Recommended reading for sure.
This will probably be a short post as I've been a bit preoccupied the last few days. Over the course of the last week, I've been doing some musings on the nature of horror and comedy and how they work. Nothing major or comprehensive, but light food for thought. This is also raw musing and I can't say it'll read well. You've been warned.

One other point. If you are looking for good tips on running horror, read anything by Kenneth Hite on the subject. Nightmares of Mine is particularly good.

We have two elements here that possess numerous commonalities, and seemingly are anathema to one another at the same time. The presence of one does not necessarily preclude the other, but the combination of the two may not be preferable. Should the two be combined, a careful hand is needed. Tricky to pull off, but plausible.

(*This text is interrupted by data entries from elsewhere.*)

//! # course-rag
//!
//! A question-answering backend over course material. Course files are parsed
//! into lessons and chunks, embedded into a vector store, and searched by an
//! LLM through tool calling. Answers come back with the course and lesson
//! sources they were grounded on.
//!
//! ## Overview
//!
//! course-rag can be used in two ways:
//!
//! 1. **As a server** - Run the `course-rag` binary
//! 2. **As a library** - Build a [`RagSystem`] and call it directly
//!
//! ### Basic Example
//!
//! ```rust,ignore
//! use course_rag::{AppConfig, RagSystem};
//! use std::path::Path;
//!
//! #[tokio::main]
//! async fn main() -> Result<(), Box<dyn std::error::Error>> {
//!     let config = AppConfig::load_or_default("course-rag.toml")?;
//!     let system = RagSystem::from_config(&config).await?;
//!
//!     system.add_course_folder(Path::new("docs"), false).await?;
//!
//!     let outcome = system.query(None, "What is covered in lesson 1?").await?;
//!     println!("{}", outcome.answer);
//!     Ok(())
//! }
//! ```
//!
//! ## Feature Flags
//!
//! | Feature | Description |
//! |---------|-------------|
//! | `local-embeddings` (default) | fastembed ONNX embeddings; without it only the lexical hashing embedder is available |
//! | `swagger-ui` | Interactive API docs at `/swagger-ui/` |
//!
//! ## Modules
//!
//! - [`api`] - REST API handlers and routes
//! - [`db`] - Vector store abstraction (in-memory, ChromaDB)
//! - [`llm`] - Anthropic client and tool-calling answer generation
//! - [`memory`] - Conversation sessions
//! - [`rag`] - Course parsing, chunking, embeddings and search
//! - [`tools`] - Course search and outline tools
//! - [`types`] - Common types and error handling

#![cfg_attr(docsrs, feature(doc_cfg))]

/// HTTP API handlers and routes.
pub mod api;
/// Command line interface.
pub mod cli;
/// Vector store clients.
pub mod db;
/// LLM client and answer generation.
pub mod llm;
/// Conversation sessions.
pub mod memory;
/// Course retrieval pipeline.
pub mod rag;
/// The RAG orchestrator.
pub mod system;
/// Tools exposed to the LLM.
pub mod tools;
/// Core types (requests, responses, errors).
pub mod types;
/// Configuration loading.
pub mod utils;

pub use llm::{AIGenerator, AnthropicClient, LLMClient, LLMResponse};
pub use memory::{InMemorySessionStore, SessionStore};
pub use rag::CourseStore;
pub use system::{IngestSummary, QueryOutcome, RagSystem};
pub use tools::registry::ToolRegistry;
pub use types::{AppError, Result};
pub use utils::toml_config::{AppConfig, ConfigError};

use std::sync::Arc;

/// Application state shared across handlers
#[derive(Clone)]
pub struct AppState {
    /// The RAG orchestrator
    pub system: Arc<RagSystem>,
    /// Configuration the server was started with
    pub config: Arc<AppConfig>,
}
//! Configuration utilities.

pub mod toml_config;

pub use toml_config::{AppConfig, ConfigError};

In order to make use of these elements in storytelling and gaming, there are several key parts that they share.
 As Mr. Hite points out in his book, hysteria is a common component: a loss of self control triggered by an emotional response. Fear in one case, laughter in the other. It could easily be said that this state of hysteria is the intended goal, but that is a case by case kind of thing. 
Setup is also important. For comedy this would lead into a 'punchline'. In the case of horror, this would be the buildup of atmosphere. The idea being that the mind of the audience is being lead to a necessary point in the psychological process, such as a false sense of expectation, or being set on edge. 
Timing is also crucial for both to achieve maximum effect, most often through the element of surprise. It's the moment between the setup and the point of impact. 
The unexpected causes the audience to have to readjust suddenly to that which they were unprepared for, thus upsetting mental balance and inducing hysteria. Catching the audience off-guard is more than just trying to startle them, though. It's using the setup to create a blindspot of sorts in the targets mind. Misdirection is incredibly useful.

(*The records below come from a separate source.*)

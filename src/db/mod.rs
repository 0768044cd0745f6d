//! Vector stores.
//!
//! Two backends implement [`VectorStore`]:
//! - `InMemoryVectorStore` (default) - embedded, nothing persisted
//! - `ChromaDBStore` - a ChromaDB server reached over its v2 REST API
//!
//! Pick one in `course-rag.toml`:
//! ```toml
//! [vector_store]
//! provider = "chromadb"
//! url = "http://localhost:8001"
//! tenant = "default_tenant"
//! database = "default_database"
//! ```

// Vector store abstraction layer
pub mod vectorstore;

// Provider implementations
pub mod chromadb;

// Re-exports
pub use chromadb::ChromaDBStore;
pub use vectorstore::{
    InMemoryVectorStore, Metadata, MetadataFilter, QueryMatch, VectorRecord, VectorStore,
    VectorStoreProvider,
};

Combining the two has some interesting effects. Either has a decidedly sobering effect when following the other. Humor is often a coping mechanism for traumas such as terror or anxiety. Likewise, people tend to stop laughing when suddenly faced with something terrifying. 
The darker side of comedy is black humor and gallows humor. Humor that utilizes bleak and solemn subject matter, often employing a sense of cynicism. Not everyone finds these kinds of things funny, but plenty of people like to indulge from time to time. This type of humor can also be used to further enhance a horrific scenario if timed well. Horrific things done with a sense of irony or a villain making inappropriate jokes might be some examples. In combining horror and comedy, care must be taken to ensure the desired tone is not compromised, nor is the audience turned off by the ordeal.

There it is folks, raw and unpolished. Merely food for thought. Eat well, and stay classy!